The U.S. Government has taken steps to mitigate these cyber risks, but its measures remain insufficient. Executive Order 13636 required the National Institute of Standards and Technology to develop a voluntary cybersecurity framework to reduce critical infrastructure cyber risk. However, voluntary frameworks and programs are not enough to convince critical infrastructure owners and operators to invest in cybersecurity; resource constraints make cyber issues a low priority for small and mid-sized asset owners. While select government agencies, called sector-specific agencies, oversee cyber defense for all 16 critical infrastructure sectors, 11 sectors face “significant” cyber risk. Moreover, sector-specific agencies do not coordinate enough joint crisis simulation exercises to prepare their sectors for attacks. Likewise, many sector-specific agencies struggle to provide timely, actionable cyber information to the private sector.1

Therefore, U.S. policymakers should strengthen critical infrastructure cybersecurity by: (1) promoting cybersecurity tax incentives; (2) bolstering the cyber insurance market; and (3) enhancing public-private information sharing.

First, Congress should enact legislation to provide tax credits for owners and operators who strengthen cybersecurity. Congress should task the National Institute of Standards and Technologies to create measurable metrics to verify whether critical infrastructure owners and operators have adopted its cybersecurity framework. Owners and operators who successfully adopt the framework would be eligible for refundable tax credits to cover implementation and upkeep costs—including personnel hours, products and services costs, and anything else reasonably associated with its implementation and upkeep. This plan would mitigate the financial burden of cybersecurity for many small and mid-sized critical infrastructure asset owners.

Second, Congress should promote a more robust cyber insurance market. In an October 2015 report, cybersecurity expert Elana Broitman argued that Congress should require the Department of Homeland Security to publish data from existing cyber-information sharing mechanisms and cross-reference this data with the cybersecurity framework. The federal government should follow these recommendations. Businesses and organizations can use this public data to measure the efficacy and cost-effectiveness of different cybersecurity products and services.

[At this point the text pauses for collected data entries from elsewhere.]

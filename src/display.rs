use log::{info, log_enabled};

use crate::{
    entity::{Tag, User},
    location::ViewMode,
    page::{Screen, SelectedPost},
    view::{highlight, render_spans, tag_chips},
};

pub fn display_screen(screen: &Screen) {
    if !log_enabled!(log::Level::Info) {
        return;
    }
    display_posts(screen);
    if let Some(selected) = &screen.selected {
        display_selected(selected, screen.search());
    }
    if let Some(user) = &screen.profile {
        display_user(user);
    }
}

pub fn display_posts(screen: &Screen) {
    if screen.loading {
        info!("Loading...");
        return;
    }

    let search = screen.search();
    let active_tag = screen.state.tag.as_deref();
    let rows: Vec<_> = screen
        .posts
        .iter()
        .map(|row| {
            let title = render_spans(&highlight(&row.post.title, search));
            let tags = tag_chips(&row.post, active_tag)
                .into_iter()
                .map(|chip| if chip.active { format!("#{}*", chip.slug) } else { format!("#{}", chip.slug) })
                .collect::<Vec<_>>()
                .join(" ");
            let author = row
                .author
                .as_ref()
                .map(|user| user.username.clone())
                .unwrap_or_else(|| "-".to_string());
            let reactions = format!("+{} -{}", row.post.reactions.likes, row.post.reactions.dislikes);
            (row.post.id.to_string(), title, tags, author, reactions)
        })
        .collect();

    let (mut id_width, mut author_width, mut reaction_width) = (4_usize, 8_usize, 9_usize);
    for (id, _, _, author, reactions) in rows.iter() {
        id_width = id.len().max(id_width);
        author_width = author.chars().count().max(author_width);
        reaction_width = reactions.len().max(reaction_width);
    }

    info!(
        "+-{:-<id_width$}-+-{:-<author_width$}-+-{:-<reaction_width$}-+-{}------- - -",
        " ID ", " Author ", " Likes ", " Title "
    );
    for (id, title, tags, author, reactions) in rows.iter() {
        info!(
            "| {:>id_width$} | {:author_width$} | {:reaction_width$} | {} {}",
            id, author, reactions, title, tags
        );
    }
    info!(
        "+-{}-+-{}-+-{}-+------------ - -",
        "-".repeat(id_width),
        "-".repeat(author_width),
        "-".repeat(reaction_width)
    );

    let pagination = &screen.pagination;
    let updated = screen
        .updated
        .map(|time| format!(" updated {}", time.format("%H:%M:%S")))
        .unwrap_or_default();
    info!(
        "{} {} / {} ({} posts, {} per page) {}{}",
        if pagination.has_prev() { "<" } else { " " },
        pagination.page(),
        pagination.pages(),
        pagination.total,
        pagination.limit,
        if pagination.has_next() { ">" } else { " " },
        updated,
    );
    info!("");
}

pub fn display_selected(selected: &SelectedPost, search: &str) {
    let Some(post) = &selected.post else {
        info!("Post {} is not available", selected.id);
        return;
    };

    match selected.mode {
        ViewMode::Edit => info!("= Editing post {} =", post.id),
        ViewMode::Detail => info!("= {} =", render_spans(&highlight(&post.title, search))),
    }
    if let Some(author) = &selected.author {
        info!("by {} ({})", author.username, author.full_name);
    }
    info!("{}", render_spans(&highlight(&post.body, search)));
    info!("");

    if let Some(page) = &selected.comments {
        info!("Comments ({})", page.total);
        for comment in page.comments.iter() {
            let pending = if comment.is_pending() { " (saving)" } else { "" };
            info!(
                " {:>5} {}: {} [+{}]{}",
                comment.id,
                comment.user.username,
                render_spans(&highlight(&comment.body, search)),
                comment.likes,
                pending
            );
        }
        info!("");
    }
}

pub fn display_tags(tags: &[Tag]) {
    info!("Tags ({})", tags.len());
    for tag in tags {
        info!(" + {}", tag.slug);
    }
    info!("");
}

pub fn display_user(user: &User) {
    info!("= User {} =", user.id);
    info!("Username: {}", user.username);
    info!("Name: {}", user.full_name);
    if let Some(image) = &user.image {
        info!("Image: {}", image);
    }
    info!("");
}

Insurance providers would use this information to better analyze cyber risk, build actuarial models, and begin underwriting policies. An enhanced cyber insurance market would increase critical infrastructure risk management and drive safety standards.

Third, federal agencies and industry should continue to deepen public-private collaboration. The Department of Homeland Security should lead more frequent public-private crisis simulation exercises. These exercises must include local and state government participants, establish leadership roles, and produce “muscle memory” within organizations and across sectors. Additionally, government and industry must expand information sharing efforts. The Department of Homeland Security recently launched a platform entitled Automatic Indicator Sharing that enables real-time, public-private sharing of cyber threat indicators. However, the platform only included six participants as of March 2016. The Department of Homeland Security and relevant government agencies must encourage critical infrastructure sectors to participate in this platform. Such a robust information-sharing scheme would provide timely and actionable information to participants from all critical infrastructure sectors.

The reliability of critical infrastructure is vital to U.S. homeland security. A major offensive against U.S. critical infrastructure assets could endanger civilians and hurt the economy. U.S. policymakers should promote market incentives and encourage more robust public-private information sharing to most effectively help owners and operators defend against these threats.